Dopo aver analizzato il tema della giustizia nei luoghi della Roma post-industriale in “È così che si uccide”, e il rapporto tra realtà e illusione muovendosi tra la mitologia greca e l’arte classica in “La forma del buio”, Mirko Zilahy arriva all’epilogo della sua trilogia ambientata a Roma edita da Longanesi. Con “Così crudele è la fine” esplora la multiforme idea dell’identità attraverso l’ultima battaglia con il male del suo commissario Enrico Mancini. Lo recensiamo per voi al Thriller Café.
Nella capitale attraversata da uccisioni silenziose ed enigmatiche, che gettano una luce nera sulla città, il commissario Mancini per la prima volta dopo molto tempo accoglie la sfida con nuova determinazione. Costretto a rincorrere l’assassino passo dopo passo, vittima dopo vittima, tra i vicoli e le rovine della Roma più antica e segreta, capisce ben presto che il killer è anomalo, sfuggente come un riflesso. E in un gioco di specchi tra realtà e illusione, la posta finale non è solo l’identità del serial killer, ma quella dello stesso protagonista.

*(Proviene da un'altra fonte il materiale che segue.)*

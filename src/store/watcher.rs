//! Document root watcher.
//!
//! Logs filesystem changes under the document root so operators can see
//! hand edits and server rewrites. It is not part of the serving path.

use std::path::{Path, PathBuf};

use notify::event::{EventKind, ModifyKind};
use notify::{Config, Event, RecommendedWatcher, RecursiveMode, Watcher};

pub struct DocumentWatcher {
    root: PathBuf,
}

impl DocumentWatcher {
    pub fn new(root: &Path) -> Self {
        Self {
            root: root.to_path_buf(),
        }
    }

    /// Start watching; the returned watcher must be kept alive.
    pub fn run(self) -> Result<RecommendedWatcher, notify::Error> {
        let mut watcher = RecommendedWatcher::new(
            |res: notify::Result<Event>| match res {
                Ok(event) => log_event(&event),
                Err(e) => tracing::error!(error = %e, "Document watch error"),
            },
            Config::default(),
        )?;

        watcher.watch(&self.root, RecursiveMode::Recursive)?;

        tracing::info!(root = ?self.root, "Document watcher started");
        Ok(watcher)
    }
}

/// Short label for an event kind, `None` for events not worth logging.
fn describe(kind: &EventKind) -> Option<&'static str> {
    match kind {
        EventKind::Create(_) => Some("created"),
        EventKind::Modify(ModifyKind::Name(_)) => Some("renamed"),
        EventKind::Modify(ModifyKind::Metadata(_)) => Some("metadata changed"),
        EventKind::Modify(_) => Some("written"),
        EventKind::Remove(_) => Some("removed"),
        _ => None,
    }
}

fn log_event(event: &Event) {
    let Some(change) = describe(&event.kind) else {
        return;
    };
    for path in &event.paths {
        // Our own temp files come and go on every rewrite.
        let is_temp = path
            .file_name()
            .map(|n| n.to_string_lossy().ends_with(".tmp"))
            .unwrap_or(false);
        if !is_temp {
            tracing::info!(path = ?path, change, "Document changed");
        }
    }
}
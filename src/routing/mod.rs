//! Routing subsystem.
//!
//! # Data Flow
//! ```text
//! Incoming request (path, method, content type, query)
//!     → resolver.rs (exact → template → positional inference → dynamic)
//!     → table.rs (route lookup)
//!     → Return: matched Route + augmented query, or RouteError
//!
//! Route compilation (at startup and on reload):
//!     RouteConfig[]
//!     → route.rs (resolve file, codec, default action)
//!     → table.rs (exact map + per-method template trees)
//!     → Freeze as immutable Resolver
//! ```
//!
//! # Design Decisions
//! - Routes compiled at startup, immutable at runtime
//! - Deterministic: same input always matches same route
//! - Exact literal routes win over every inferred match

pub mod resolver;
pub mod route;
pub mod table;

pub use resolver::{Resolved, Resolver, RouteError};
pub use route::{Action, Method, Route};
pub use table::{RouteTable, RouteTableError};
//! HTTP server setup and configuration.
//!
//! # Responsibilities
//! - Create Axum Router with the catch-all mock handler
//! - Wire up middleware (request ID, tracing, timeout, body limit)
//! - Resolve each request to a route and run its action
//! - Swap in a new resolver when a reloaded config arrives
//! - Graceful shutdown on broadcast signal

use std::sync::Arc;
use std::time::{Duration, Instant};

use arc_swap::ArcSwap;
use axum::{
    body::Bytes,
    extract::{DefaultBodyLimit, State},
    http::{header, HeaderMap, Method, Uri},
    response::{IntoResponse, Response},
    routing::any,
    Router,
};
use tokio::net::TcpListener;
use tokio::sync::{broadcast, mpsc};
use tower_http::{
    limit::RequestBodyLimitLayer,
    request_id::{PropagateRequestIdLayer, SetRequestIdLayer},
    timeout::TimeoutLayer,
    trace::TraceLayer,
};

use crate::actions::{Executor, Query};
use crate::codec::CodecRegistry;
use crate::config::MockConfig;
use crate::http::request::{decoded_path, request_id, RequestUuid};
use crate::observability::metrics;
use crate::routing::{Resolver, RouteError, RouteTableError};

/// Application state injected into handlers.
#[derive(Clone)]
pub struct AppState {
    /// Current routes; replaced wholesale on reload.
    pub resolver: Arc<ArcSwap<Resolver>>,
    pub executor: Executor,
}

/// HTTP server for the mock data store.
pub struct HttpServer {
    router: Router,
    config: MockConfig,
    state: AppState,
    codecs: Arc<CodecRegistry>,
}

impl HttpServer {
    /// Create a new HTTP server; fails when the configured routes do not resolve.
    pub fn new(config: MockConfig) -> Result<Self, RouteTableError> {
        let codecs = Arc::new(CodecRegistry::default());
        let resolver = Resolver::from_config(&config, codecs.clone())?;

        tracing::info!(
            routes = resolver.table().len(),
            dynamic_route = resolver.dynamic_enabled(),
            db_root = %config.storage.db_root,
            "Route table built"
        );

        let state = AppState {
            resolver: Arc::new(ArcSwap::from_pointee(resolver)),
            executor: Executor::default(),
        };

        let router = Self::build_router(&config, state.clone());
        Ok(Self {
            router,
            config,
            state,
            codecs,
        })
    }

    /// Build the Axum router with all middleware layers.
    #[allow(deprecated)]
    fn build_router(config: &MockConfig, state: AppState) -> Router {
        Router::new()
            .route("/", any(mock_handler))
            .route("/{*path}", any(mock_handler))
            .with_state(state)
            .layer(DefaultBodyLimit::disable())
            .layer(RequestBodyLimitLayer::new(config.limits.max_body_size))
            .layer(TimeoutLayer::new(Duration::from_secs(config.timeouts.request_secs)))
            .layer(TraceLayer::new_for_http())
            .layer(PropagateRequestIdLayer::x_request_id())
            .layer(SetRequestIdLayer::x_request_id(RequestUuid))
    }

    /// Run the server until `shutdown` fires.
    ///
    /// Configs received on `config_updates` replace the route table; listener,
    /// timeout and limit settings keep their startup values.
    pub async fn run(
        self,
        listener: TcpListener,
        config_updates: mpsc::UnboundedReceiver<MockConfig>,
        mut shutdown: broadcast::Receiver<()>,
    ) -> Result<(), std::io::Error> {
        let addr = listener.local_addr()?;
        tracing::info!(address = %addr, "HTTP server starting");

        tokio::spawn(apply_config_updates(
            self.state.resolver.clone(),
            self.codecs.clone(),
            config_updates,
        ));

        axum::serve(listener, self.router)
            .with_graceful_shutdown(async move {
                let _ = shutdown.recv().await;
                tracing::info!("HTTP server draining");
            })
            .await?;

        tracing::info!("HTTP server stopped");
        Ok(())
    }

    pub fn config(&self) -> &MockConfig {
        &self.config
    }

    pub fn state(&self) -> &AppState {
        &self.state
    }
}

/// Rebuild and swap the resolver for every validated config received.
async fn apply_config_updates(
    resolver: Arc<ArcSwap<Resolver>>,
    codecs: Arc<CodecRegistry>,
    mut updates: mpsc::UnboundedReceiver<MockConfig>,
) {
    while let Some(config) = updates.recv().await {
        match Resolver::from_config(&config, codecs.clone()) {
            Ok(next) => {
                let routes = next.table().len();
                resolver.store(Arc::new(next));
                tracing::info!(routes, "Route table reloaded");
            }
            Err(e) => {
                tracing::error!(error = %e, "Reloaded config rejected. Keeping current routes.");
            }
        }
    }
}

/// Catch-all handler: resolve the route, run its action, encode the reply.
async fn mock_handler(
    State(state): State<AppState>,
    method: Method,
    uri: Uri,
    headers: HeaderMap,
    body: Bytes,
) -> Response {
    let start_time = Instant::now();
    let request_id = request_id(&headers);
    let query = Query::parse(uri.query());
    let content_type = headers
        .get(header::CONTENT_TYPE)
        .and_then(|v| v.to_str().ok());

    let resolved = match decoded_path(&uri) {
        Some(path) => state
            .resolver
            .load()
            .resolve(&path, method.as_str(), content_type, query),
        None => Err(RouteError::NotFound {
            method: method.to_string(),
            path: uri.path().to_string(),
        }),
    };
    let resolved = match resolved {
        Ok(resolved) => resolved,
        Err(e) => {
            tracing::debug!(
                request_id = %request_id,
                method = %method,
                path = %uri.path(),
                error = %e,
                "Request not routed"
            );
            metrics::record_request(method.as_str(), e.status().as_u16(), "none", start_time);
            return e.into_response();
        }
    };

    let route = resolved.route;
    tracing::debug!(
        request_id = %request_id,
        method = %method,
        path = %uri.path(),
        route = %route.label(),
        action = %route.action,
        dynamic = resolved.dynamic,
        "Route matched"
    );

    match state.executor.execute(&route, &resolved.query, &body).await {
        Ok(reply) => {
            metrics::record_request(method.as_str(), 200, route.action.as_str(), start_time);
            reply.into_response()
        }
        Err(e) => {
            metrics::record_request(method.as_str(), e.status().as_u16(), route.action.as_str(), start_time);
            e.into_response()
        }
    }
}
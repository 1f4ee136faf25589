//! Request-to-route resolution.
//!
//! # Responsibilities
//! - Exact `(path, method)` lookup
//! - `{name}` template matching
//! - Positional path-variable inference
//! - Dynamic route synthesis when nothing configured matches
//!
//! # Design Decisions
//! - Exact literal routes always win, then templates, then inference
//! - Inferred and template parameters are merged into the request query
//! - The resolver is an immutable value; reloads swap the whole resolver

use std::path::{Component, Path, PathBuf};
use std::sync::Arc;

use thiserror::Error;

use crate::actions::query::Query;
use crate::codec::{media_type, CodecRegistry};
use crate::config::MockConfig;
use crate::routing::route::{Method, Route};
use crate::routing::table::{RouteTable, RouteTableError};

/// Why a request could not be routed.
#[derive(Debug, Clone, PartialEq, Eq, Error)]
pub enum RouteError {
    #[error("No route for {method} {path}")]
    NotFound { method: String, path: String },

    #[error("Method not supported: {0}")]
    MethodNotAllowed(String),

    #[error("Unsupported media type: {0}")]
    UnsupportedMediaType(String),
}

/// A route selected for a request, with its effective query.
#[derive(Debug, Clone)]
pub struct Resolved {
    pub route: Arc<Route>,
    pub query: Query,
    /// The route was synthesized rather than configured.
    pub dynamic: bool,
}

#[derive(Debug)]
pub struct Resolver {
    table: RouteTable,
    codecs: Arc<CodecRegistry>,
    /// Document root for synthesized routes; `None` disables dynamic routing.
    dynamic_root: Option<PathBuf>,
}

impl Resolver {
    pub fn new(table: RouteTable, codecs: Arc<CodecRegistry>, dynamic_root: Option<PathBuf>) -> Self {
        Self {
            table,
            codecs,
            dynamic_root,
        }
    }

    /// Build the route table and resolver described by `config`.
    pub fn from_config(config: &MockConfig, codecs: Arc<CodecRegistry>) -> Result<Self, RouteTableError> {
        let root = PathBuf::from(&config.storage.db_root);
        let table = RouteTable::from_config(&config.routes, &root, &codecs)?;
        let dynamic_root = config.storage.dynamic_route.then_some(root);
        Ok(Self::new(table, codecs, dynamic_root))
    }

    pub fn table(&self) -> &RouteTable {
        &self.table
    }

    pub fn dynamic_enabled(&self) -> bool {
        self.dynamic_root.is_some()
    }

    /// Find the route for a request, synthesizing one when allowed.
    pub fn resolve(
        &self,
        path: &str,
        method: &str,
        content_type: Option<&str>,
        query: Query,
    ) -> Result<Resolved, RouteError> {
        let query = match self.match_route(path, method, query) {
            Ok((route, query)) => {
                return Ok(Resolved {
                    route,
                    query,
                    dynamic: false,
                })
            }
            Err(query) => query,
        };

        let Some(root) = &self.dynamic_root else {
            return Err(RouteError::NotFound {
                method: method.to_string(),
                path: path.to_string(),
            });
        };

        let method: Method = method
            .parse()
            .map_err(|_| RouteError::MethodNotAllowed(method.to_string()))?;

        let codec = self
            .codecs
            .for_content_type(content_type)
            .ok_or_else(|| RouteError::UnsupportedMediaType(media_type(content_type)))?;

        if escapes_root(path) {
            return Err(RouteError::NotFound {
                method: method.to_string(),
                path: path.to_string(),
            });
        }

        let route = Route::dynamic(path, method, codec, root);
        tracing::debug!(
            path = %path,
            method = %method,
            file = ?route.file,
            "Synthesized dynamic route"
        );

        Ok(Resolved {
            route: Arc::new(route),
            query,
            dynamic: true,
        })
    }

    /// Match against configured routes only.
    ///
    /// On success returns the route and the query augmented with any bound
    /// path variables; on failure hands the untouched query back.
    pub fn match_route(&self, path: &str, method: &str, mut query: Query) -> Result<(Arc<Route>, Query), Query> {
        if let Some(route) = self.table.get(path, method) {
            return Ok((route, query));
        }

        if let Ok(m) = method.parse::<Method>() {
            if let Some((route, params)) = self.table.find_template(path, m) {
                for (name, value) in params {
                    query.add(name, value);
                }
                return Ok((route, query));
            }
        }

        match self.infer_path_variables(path, method) {
            Some((route, inferred)) => {
                for (name, value) in inferred {
                    query.add(name, value);
                }
                Ok((route, query))
            }
            None => Err(query),
        }
    }

    /// Positional inference: peel `(name, value)` segment pairs off the tail
    /// until the remaining prefix is a configured route.
    fn infer_path_variables(&self, path: &str, method: &str) -> Option<(Arc<Route>, Vec<(String, String)>)> {
        if path.ends_with('/') {
            return None;
        }

        let segments: Vec<&str> = path.strip_prefix('/').unwrap_or(path).split('/').collect();
        if segments.len() < 2 {
            return None;
        }

        if segments.len() == 2 {
            if let Some(route) = self.table.get("/", method) {
                return Some((route, vec![(segments[0].to_string(), segments[1].to_string())]));
            }
        }

        let mut inferred: Vec<(String, String)> = Vec::new();
        let mut remaining = &segments[..];
        while let [prefix @ .., name, value] = remaining {
            bind(&mut inferred, name, value);
            remaining = prefix;

            let candidate = format!("/{}", remaining.join("/"));
            if let Some(route) = self.table.get(&candidate, method) {
                return Some((route, inferred));
            }
        }

        None
    }
}

/// Record an inferred pair; a name peeled again (closer to the root) replaces
/// the earlier binding.
fn bind(inferred: &mut Vec<(String, String)>, name: &str, value: &str) {
    match inferred.iter_mut().find(|(n, _)| n == name) {
        Some(existing) => existing.1 = value.to_string(),
        None => inferred.push((name.to_string(), value.to_string())),
    }
}

/// Whether a request path would leave the document root.
fn escapes_root(path: &str) -> bool {
    Path::new(path.trim_start_matches('/'))
        .components()
        .any(|c| !matches!(c, Component::Normal(_) | Component::CurDir))
}
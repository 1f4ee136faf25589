//! JSON codec.

use serde_json::Value;

use super::{Codec, CodecError, MIME_TYPE_JSON};

#[derive(Debug, Clone, Copy, Default)]
pub struct JsonCodec;

impl Codec for JsonCodec {
    fn name(&self) -> &'static str {
        "json"
    }

    fn content_type(&self) -> &'static str {
        MIME_TYPE_JSON
    }

    fn extensions(&self) -> &'static [&'static str] {
        &["json"]
    }

    fn default_extension(&self) -> &'static str {
        ".json"
    }

    fn encode(&self, value: &Value) -> Result<Vec<u8>, CodecError> {
        serde_json::to_vec(value).map_err(|e| CodecError::Encode {
            format: "json",
            message: e.to_string(),
        })
    }

    fn decode(&self, bytes: &[u8]) -> Result<Value, CodecError> {
        serde_json::from_slice(bytes).map_err(|e| CodecError::Malformed {
            format: "json",
            message: e.to_string(),
        })
    }
}
//! Metrics collection and exposition.
//!
//! # Metrics
//! - `smock_requests_total` (counter): requests by method, status, action
//! - `smock_request_duration_seconds` (histogram): latency by method, action
//! - `smock_conflicts_total` (counter): rejected appends by route path
//! - `smock_document_writes_total` (counter): document rewrites by format

use std::net::SocketAddr;
use std::time::Instant;

use metrics_exporter_prometheus::PrometheusBuilder;

/// Install the Prometheus recorder and its scrape endpoint.
pub fn init_metrics(addr: SocketAddr) {
    match PrometheusBuilder::new().with_http_listener(addr).install() {
        Ok(()) => tracing::info!(address = %addr, "Metrics exporter listening"),
        Err(e) => tracing::error!(error = %e, "Failed to install metrics exporter"),
    }
}

pub fn record_request(method: &str, status: u16, action: &str, start: Instant) {
    ::metrics::counter!(
        "smock_requests_total",
        "method" => method.to_string(),
        "status" => status.to_string(),
        "action" => action.to_string()
    )
    .increment(1);
    ::metrics::histogram!(
        "smock_request_duration_seconds",
        "method" => method.to_string(),
        "action" => action.to_string()
    )
    .record(start.elapsed().as_secs_f64());
}

pub fn record_conflict(path: &str) {
    ::metrics::counter!("smock_conflicts_total", "path" => path.to_string()).increment(1);
}

pub fn record_document_write(format: &'static str) {
    ::metrics::counter!("smock_document_writes_total", "format" => format).increment(1);
}
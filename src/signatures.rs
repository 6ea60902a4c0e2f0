use near_sdk::env;

use crate::errors::LeakSwapError;

/// Compressed Ed25519 base point, i.e. the nonce point `R = 1·B`.
pub const NONCE_POINT: [u8; 32] = [
    0x58, 0x66, 0x66, 0x66, 0x66, 0x66, 0x66, 0x66, 0x66, 0x66, 0x66, 0x66, 0x66, 0x66, 0x66,
    0x66, 0x66, 0x66, 0x66, 0x66, 0x66, 0x66, 0x66, 0x66, 0x66, 0x66, 0x66, 0x66, 0x66, 0x66,
    0x66, 0x66,
];

pub const SIGNATURE_LEN: usize = 64;
pub const PUBLIC_KEY_LEN: usize = 32;
const LENGTH_FIELD_LEN: usize = 2;

pub const SIGNATURE_BLOB_LEN: usize = LENGTH_FIELD_LEN + SIGNATURE_LEN;
pub const PUBLIC_KEY_BLOB_LEN: usize = LENGTH_FIELD_LEN + PUBLIC_KEY_LEN;

/// Length field (64, big-endian) followed by the nonce point. Every leaky
/// signature blob must start with exactly these bytes.
pub const LEAKY_SIGNATURE_PREFIX: [u8; LENGTH_FIELD_LEN + 32] = leaky_prefix();

const fn leaky_prefix() -> [u8; LENGTH_FIELD_LEN + 32] {
    let mut prefix = [0u8; LENGTH_FIELD_LEN + 32];
    let len = (SIGNATURE_LEN as u16).to_be_bytes();
    prefix[0] = len[0];
    prefix[1] = len[1];
    let mut i = 0;
    while i < 32 {
        prefix[LENGTH_FIELD_LEN + i] = NONCE_POINT[i];
        i += 1;
    }
    prefix
}

/// Wraps a raw `R || S` signature into its length-prefixed wire blob.
pub fn encode_signature_blob(signature: &[u8; SIGNATURE_LEN]) -> Vec<u8> {
    let mut blob = Vec::with_capacity(SIGNATURE_BLOB_LEN);
    blob.extend_from_slice(&(SIGNATURE_LEN as u16).to_be_bytes());
    blob.extend_from_slice(signature);
    blob
}

/// Wraps a raw Ed25519 public key into its length-prefixed wire blob.
pub fn encode_public_key_blob(public_key: &[u8; PUBLIC_KEY_LEN]) -> Vec<u8> {
    let mut blob = Vec::with_capacity(PUBLIC_KEY_BLOB_LEN);
    blob.extend_from_slice(&(PUBLIC_KEY_LEN as u16).to_be_bytes());
    blob.extend_from_slice(public_key);
    blob
}

/// Strips the length field from a signature blob. Does not look at the nonce.
pub fn decode_signature_blob(blob: &[u8]) -> Result<[u8; SIGNATURE_LEN], LeakSwapError> {
    decode_blob(blob).ok_or(LeakSwapError::MalformedSignature)
}

/// Strips the length field from a public key blob.
pub fn decode_public_key_blob(blob: &[u8]) -> Result<[u8; PUBLIC_KEY_LEN], LeakSwapError> {
    decode_blob(blob).ok_or(LeakSwapError::MalformedPublicKey)
}

fn decode_blob<const N: usize>(blob: &[u8]) -> Option<[u8; N]> {
    if blob.len() != LENGTH_FIELD_LEN + N {
        return None;
    }
    let declared = u16::from_be_bytes([blob[0], blob[1]]) as usize;
    if declared != N {
        return None;
    }
    blob[LENGTH_FIELD_LEN..].try_into().ok()
}

/// Compares without short-circuiting on the first differing byte.
fn constant_time_eq(a: &[u8], b: &[u8]) -> bool {
    a.len() == b.len() && a.iter().zip(b).fold(0u8, |acc, (x, y)| acc | (x ^ y)) == 0
}

/// Checks that `signature_blob` is a valid Ed25519 signature by the key in
/// `public_key_blob` over `message`, made with the nonce fixed to one.
///
/// The nonce check is a raw byte comparison of the blob prefix. It is not
/// a decode-and-compare, so any alternative encoding of the base point is
/// refused. Publishing a signature that passes lets anyone solve
/// `s = 1 + H(R, A, m)·a` for the private scalar `a`.
pub fn check_leaky(
    signature_blob: &[u8],
    public_key_blob: &[u8],
    message: &[u8],
) -> Result<(), LeakSwapError> {
    let prefix_matches = signature_blob.len() >= LEAKY_SIGNATURE_PREFIX.len()
        && constant_time_eq(
            &signature_blob[..LEAKY_SIGNATURE_PREFIX.len()],
            &LEAKY_SIGNATURE_PREFIX,
        );
    if !prefix_matches {
        return Err(LeakSwapError::NonceNotFixed);
    }

    let signature = decode_signature_blob(signature_blob)?;
    let public_key = decode_public_key_blob(public_key_blob)?;

    if env::ed25519_verify(&signature, message, &public_key) {
        Ok(())
    } else {
        Err(LeakSwapError::VerificationFailed)
    }
}

/// Boolean form of [`check_leaky`].
pub fn verify_leaky(signature_blob: &[u8], public_key_blob: &[u8], message: &[u8]) -> bool {
    check_leaky(signature_blob, public_key_blob, message).is_ok()
}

L’autore ci regala un thriller di straordinaria potenza, carico di tensione e suspense rese vive grazie alla trama appassionante e allo stile narrativo asciutto e diretto, che scandisce il ritmo rapido e incisivo. Le frasi minime, dalla punteggiatura secca, che accompagnano i momenti di azione, si alternano a passaggi più morbidi e introspettivi, dipinti nei capitoli in corsivo. In questi, seguiremo sia una sottotrama arguta e feroce, collegata agli omicidi, che gli ultimi istanti di vita delle vittime: Zilahy infatti, con infinita abilità e senza svelare troppo, ci accompagna sulle scene del crimine che si sta ancora consumando, creando un impatto emotivo unico, originale e geniale e ci mostra le sfumature del tema portante della storia, l’identità.
Ritroviamo il commissario Mancini energico, rinvigorito e con la voglia di “vincere” che aveva in passato – supportato dalla psichiatra della polizia che lo ha in cura, e affiancato dalla fedele squadra di sempre – ma con un ultimo passo ancora da compiere: riuscire a guardare finalmente dentro se stesso, immergersi nel proprio io e scendere nella propria “palude mentale” così come fa, da eccellente profiler qual è, con il serial killer.
Roma e la bellezza dei suoi abissi archeologici inesplorati, antichi e misteriosi, descritti con sottile minuzia e musicalità, sono molto più che uno sfondo: sono parte integrante dei delitti e palcoscenico suggestivo e intriso di simbolismo, dell’assassino. Buio e luce, specchio come icona e metafora, casa, profondità contrapposta a superficie, paura, sono alcune delle parole chiave attraverso le quali l’autore sfida i lettori a seguire il commissario e la sua squadra, fino all’epilogo inatteso e toccante.
I thriller di Zilahy non sono mai una pura sequela di delitti e indagini serrate: sono storie, personaggi, luoghi e intrecci che seducono, catturano e tengono il lettore in costante bilico tra la voglia di divorare le pagine e il terrore che il libro finisca troppo presto!
Donato Carrisi, di “Così crudele è la fine” afferma: «Zilahy fa brillare Roma di una luce nera, bellissima» e credo non ci sia null’altro da aggiungere alle parole illuminanti del Maestro.